In the listing beneath this line, copy exactly the lines starting with the one containing "pub struct SectionCollection" and going on through the one containing "defaults, derived solvation/NBO/optimizer".

# SUPPLIED INFORMATION
---+---

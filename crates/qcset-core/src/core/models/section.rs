use crate::core::utils::normalize::{DuplicateKeyError, lower_and_check_unique, normalize_key};
use indexmap::IndexMap;
use serde::{Deserialize, Serialize};
use std::collections::BTreeMap;
use std::fmt;
use std::str::FromStr;
use thiserror::Error;

/// Identifies one `$section` block of a Q-Chem input file.
///
/// The declaration order is the order in which sections are rendered, so
/// iterating a [`SectionCollection`] always yields sections in file order.
#[derive(
    Debug, Clone, Copy, PartialEq, Eq, Hash, PartialOrd, Ord, Serialize, Deserialize,
)]
#[serde(rename_all = "snake_case")]
pub enum SectionName {
    /// Primary keywords (`$rem`).
    Rem,
    /// Geometry-optimization constraint blocks (`$opt`).
    Opt,
    /// PCM cavity and surface discretization parameters (`$pcm`).
    Pcm,
    /// Solvent dielectric for PCM (`$solvent`).
    Solvent,
    /// SMD solvent selection (`$smx`).
    Smx,
    /// Potential-energy-surface scan coordinates (`$scan`).
    Scan,
    /// Custom van der Waals radii (`$van_der_waals`).
    VanDerWaals,
    /// Cube-file plotting options (`$plots`).
    Plots,
    /// Natural bond orbital analysis options (`$nbo`).
    Nbo,
    /// New-generation geometry optimizer options (`$geom_opt`).
    GeomOpt,
    /// Isodensity SS(V)PE parameters (`$svp`).
    Svp,
    /// CMIRS non-electrostatic terms (`$pcm_nonels`).
    PcmNonels,
}

impl SectionName {
    pub const ALL: [SectionName; 12] = [
        SectionName::Rem,
        SectionName::Opt,
        SectionName::Pcm,
        SectionName::Solvent,
        SectionName::Smx,
        SectionName::Scan,
        SectionName::VanDerWaals,
        SectionName::Plots,
        SectionName::Nbo,
        SectionName::GeomOpt,
        SectionName::Svp,
        SectionName::PcmNonels,
    ];

    /// The section name as it appears after `$` in the input file.
    pub fn as_str(self) -> &'static str {
        match self {
            SectionName::Rem => "rem",
            SectionName::Opt => "opt",
            SectionName::Pcm => "pcm",
            SectionName::Solvent => "solvent",
            SectionName::Smx => "smx",
            SectionName::Scan => "scan",
            SectionName::VanDerWaals => "van_der_waals",
            SectionName::Plots => "plots",
            SectionName::Nbo => "nbo",
            SectionName::GeomOpt => "geom_opt",
            SectionName::Svp => "svp",
            SectionName::PcmNonels => "pcm_nonels",
        }
    }

    /// A descriptive alias accepted wherever a section name is parsed.
    pub fn alias(self) -> &'static str {
        match self {
            SectionName::Rem => "primary-keywords",
            SectionName::Opt => "optimization-constraints",
            SectionName::Pcm => "solvation-geometry",
            SectionName::Solvent => "solvation-dielectric",
            SectionName::Smx => "solvation-method-params",
            SectionName::Scan => "scan-variables",
            SectionName::VanDerWaals => "van-der-waals-radii",
            SectionName::Plots => "plotting",
            SectionName::Nbo => "nbo",
            SectionName::GeomOpt => "new-optimizer",
            SectionName::Svp => "isosvp-params",
            SectionName::PcmNonels => "nonelectrostatic-params",
        }
    }
}

impl fmt::Display for SectionName {
    fn fmt(&self, f: &mut fmt::Formatter<'_>) -> fmt::Result {
        f.write_str(self.as_str())
    }
}

#[derive(Debug, Error, Clone, PartialEq, Eq)]
#[error("Unknown input section '{0}'")]
pub struct UnknownSectionError(pub String);

impl FromStr for SectionName {
    type Err = UnknownSectionError;

    fn from_str(s: &str) -> Result<Self, Self::Err> {
        let wanted = s.trim().trim_start_matches('$').to_lowercase();
        SectionName::ALL
            .into_iter()
            .find(|name| name.as_str() == wanted || name.alias() == wanted)
            .ok_or_else(|| UnknownSectionError(s.to_string()))
    }
}

/// How keys of the `$van_der_waals` section are interpreted.
#[derive(Debug, Clone, Copy, PartialEq, Eq, Hash, Default, Serialize, Deserialize)]
#[serde(rename_all = "lowercase")]
pub enum VdwMode {
    /// Keys are atomic numbers; every atom of that element gets the radius.
    #[default]
    Atomic,
    /// Keys are 1-based positions of single atoms in the molecule.
    Sequential,
}

impl VdwMode {
    /// The mode selector written as the first line of `$van_der_waals`.
    pub fn code(self) -> &'static str {
        match self {
            VdwMode::Atomic => "1",
            VdwMode::Sequential => "2",
        }
    }

    pub fn from_code(code: &str) -> Option<Self> {
        match code.trim() {
            "1" => Some(VdwMode::Atomic),
            "2" => Some(VdwMode::Sequential),
            _ => None,
        }
    }
}

/// A single keyword value.
///
/// Most keywords carry one string. Block-structured sections (`$opt`, `$scan`)
/// map a keyword to several lines instead.
#[derive(Debug, Clone, PartialEq, Eq)]
pub enum SectionValue {
    Text(String),
    Lines(Vec<String>),
}

impl SectionValue {
    pub fn as_text(&self) -> Option<&str> {
        match self {
            SectionValue::Text(text) => Some(text),
            SectionValue::Lines(_) => None,
        }
    }

    pub fn as_lines(&self) -> Option<&[String]> {
        match self {
            SectionValue::Lines(lines) => Some(lines),
            SectionValue::Text(_) => None,
        }
    }

    /// Every line of the value; a text value is a single line.
    pub fn lines(&self) -> Vec<&str> {
        match self {
            SectionValue::Text(text) => vec![text.as_str()],
            SectionValue::Lines(lines) => lines.iter().map(String::as_str).collect(),
        }
    }
}

impl From<&str> for SectionValue {
    fn from(value: &str) -> Self {
        SectionValue::Text(value.to_string())
    }
}

impl From<String> for SectionValue {
    fn from(value: String) -> Self {
        SectionValue::Text(value)
    }
}

impl From<Vec<String>> for SectionValue {
    fn from(value: Vec<String>) -> Self {
        SectionValue::Lines(value)
    }
}

impl From<Vec<&str>> for SectionValue {
    fn from(value: Vec<&str>) -> Self {
        SectionValue::Lines(value.into_iter().map(str::to_string).collect())
    }
}

impl fmt::Display for SectionValue {
    fn fmt(&self, f: &mut fmt::Formatter<'_>) -> fmt::Result {
        match self {
            SectionValue::Text(text) => f.write_str(text),
            SectionValue::Lines(lines) => f.write_str(&lines.join(" ")),
        }
    }
}

/// An ordered mapping from keyword to value.
///
/// Keys are stored normalized (trimmed, lower-case), so lookups are
/// case-insensitive. Entries keep their insertion order, which is the order
/// they are rendered in.
#[derive(Debug, Clone, PartialEq, Eq, Default)]
pub struct Section {
    entries: IndexMap<String, SectionValue>,
}

impl Section {
    pub fn new() -> Self {
        Self::default()
    }

    /// Builds a section from raw entries, failing if two keys differ only by case.
    pub fn from_entries<K, V, I>(entries: I) -> Result<Self, DuplicateKeyError>
    where
        K: AsRef<str>,
        V: Into<SectionValue>,
        I: IntoIterator<Item = (K, V)>,
    {
        let entries = lower_and_check_unique(
            entries
                .into_iter()
                .map(|(k, v)| (k, Into::<SectionValue>::into(v))),
        )?;
        Ok(Self { entries })
    }

    /// Inserts or replaces a keyword, returning the previous value if any.
    ///
    /// A replaced keyword keeps its original position.
    pub fn insert(&mut self, key: &str, value: impl Into<SectionValue>) -> Option<SectionValue> {
        self.entries.insert(normalize_key(key), value.into())
    }

    pub fn get(&self, key: &str) -> Option<&SectionValue> {
        self.entries.get(&normalize_key(key))
    }

    /// The text value of a keyword, or `None` if it is absent or holds lines.
    pub fn text(&self, key: &str) -> Option<&str> {
        self.get(key).and_then(SectionValue::as_text)
    }

    pub fn contains_key(&self, key: &str) -> bool {
        self.entries.contains_key(&normalize_key(key))
    }

    pub fn iter(&self) -> impl Iterator<Item = (&str, &SectionValue)> {
        self.entries.iter().map(|(k, v)| (k.as_str(), v))
    }

    pub fn keys(&self) -> impl Iterator<Item = &str> {
        self.entries.keys().map(String::as_str)
    }

    pub fn len(&self) -> usize {
        self.entries.len()
    }

    pub fn is_empty(&self) -> bool {
        self.entries.is_empty()
    }

    /// Merges `other` into this section; values from `other` win.
    pub fn merge(&mut self, other: Section) {
        for (key, value) in other.entries {
            self.entries.insert(key, value);
        }
    }
}

/// The complete, named set of sections for one input file.
#[derive(Debug, Clone, PartialEq, Eq, Default)]
pub struct SectionCollection {
    sections: BTreeMap<SectionName, Section>,
    vdw_mode: VdwMode,
}

impl SectionCollection {
    pub fn new(vdw_mode: VdwMode) -> Self {
        Self {
            sections: BTreeMap::new(),
            vdw_mode,
        }
    }

    pub fn vdw_mode(&self) -> VdwMode {
        self.vdw_mode
    }

    pub fn set_vdw_mode(&mut self, mode: VdwMode) {
        self.vdw_mode = mode;
    }

    pub fn get(&self, name: SectionName) -> Option<&Section> {
        self.sections.get(&name)
    }

    pub fn get_mut(&mut self, name: SectionName) -> Option<&mut Section> {
        self.sections.get_mut(&name)
    }

    /// Returns the named section, creating an empty one if it is absent.
    pub fn section_mut(&mut self, name: SectionName) -> &mut Section {
        self.sections.entry(name).or_default()
    }

    pub fn insert(&mut self, name: SectionName, section: Section) -> Option<Section> {
        self.sections.insert(name, section)
    }

    pub fn contains(&self, name: SectionName) -> bool {
        self.sections.contains_key(&name)
    }

    /// Shorthand for the text value of `key` in section `name`.
    pub fn text(&self, name: SectionName, key: &str) -> Option<&str> {
        self.get(name).and_then(|section| section.text(key))
    }

    /// Iterates present sections in file order.
    pub fn iter(&self) -> impl Iterator<Item = (SectionName, &Section)> {
        self.sections.iter().map(|(name, section)| (*name, section))
    }

    pub fn len(&self) -> usize {
        self.sections.len()
    }

    pub fn is_empty(&self) -> bool {
        self.sections.is_empty()
    }
}
//! # qcset Core Library
//!
//! Builds validated input sets for Q-Chem calculations from a small number of
//! high-level job parameters (job type, basis set, DFT rung, solvation model,
//! optimizer options) and renders them to the program's `$section` input syntax.
//!
//! ## Architectural Philosophy
//!
//! The library follows a three-layer architecture:
//!
//! - **[`core`]: The Foundation.** Stateless data models (`Molecule`, `Section`,
//!   `SectionCollection`), keyword normalization, and text I/O for `.qin` input
//!   files and `.xyz` structures.
//!
//! - **[`engine`]: The Logic Core.** The `JobSpec` description of a job and the
//!   `SettingsBuilder` that merges defaults, derived solvation/NBO/optimizer
//!   settings, and caller overrides into one consistent `SectionCollection`,
//!   enforcing every cross-parameter rule along the way.
//!
//! - **[`workflows`]: The Public API.** Job presets (single point, optimization,
//!   transition state, force, frequency, PES scan) and the `QChemInputSet` that
//!   renders and writes the final input files.

pub mod core;
pub mod engine;
pub mod workflows;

---+---

# TASK SOLUTION
pub struct SectionCollection {
    sections: BTreeMap<SectionName, Section>,
    vdw_mode: VdwMode,
}

impl SectionCollection {
    pub fn new(vdw_mode: VdwMode) -> Self {
        Self {
            sections: BTreeMap::new(),
            vdw_mode,
        }
    }

    pub fn vdw_mode(&self) -> VdwMode {
        self.vdw_mode
    }

    pub fn set_vdw_mode(&mut self, mode: VdwMode) {
        self.vdw_mode = mode;
    }

    pub fn get(&self, name: SectionName) -> Option<&Section> {
        self.sections.get(&name)
    }

    pub fn get_mut(&mut self, name: SectionName) -> Option<&mut Section> {
        self.sections.get_mut(&name)
    }

    /// Returns the named section, creating an empty one if it is absent.
    pub fn section_mut(&mut self, name: SectionName) -> &mut Section {
        self.sections.entry(name).or_default()
    }

    pub fn insert(&mut self, name: SectionName, section: Section) -> Option<Section> {
        self.sections.insert(name, section)
    }

    pub fn contains(&self, name: SectionName) -> bool {
        self.sections.contains_key(&name)
    }

    /// Shorthand for the text value of `key` in section `name`.
    pub fn text(&self, name: SectionName, key: &str) -> Option<&str> {
        self.get(name).and_then(|section| section.text(key))
    }

    /// Iterates present sections in file order.
    pub fn iter(&self) -> impl Iterator<Item = (SectionName, &Section)> {
        self.sections.iter().map(|(name, section)| (*name, section))
    }

    pub fn len(&self) -> usize {
        self.sections.len()
    }

    pub fn is_empty(&self) -> bool {
        self.sections.is_empty()
    }
}
//! # qcset Core Library
//!
//! Builds validated input sets for Q-Chem calculations from a small number of
//! high-level job parameters (job type, basis set, DFT rung, solvation model,
//! optimizer options) and renders them to the program's `$section` input syntax.
//!
//! ## Architectural Philosophy
//!
//! The library follows a three-layer architecture:
//!
//! - **[`core`]: The Foundation.** Stateless data models (`Molecule`, `Section`,
//!   `SectionCollection`), keyword normalization, and text I/O for `.qin` input
//!   files and `.xyz` structures.
//!
//! - **[`engine`]: The Logic Core.** The `JobSpec` description of a job and the
//!   `SettingsBuilder` that merges defaults, derived solvation/NBO/optimizer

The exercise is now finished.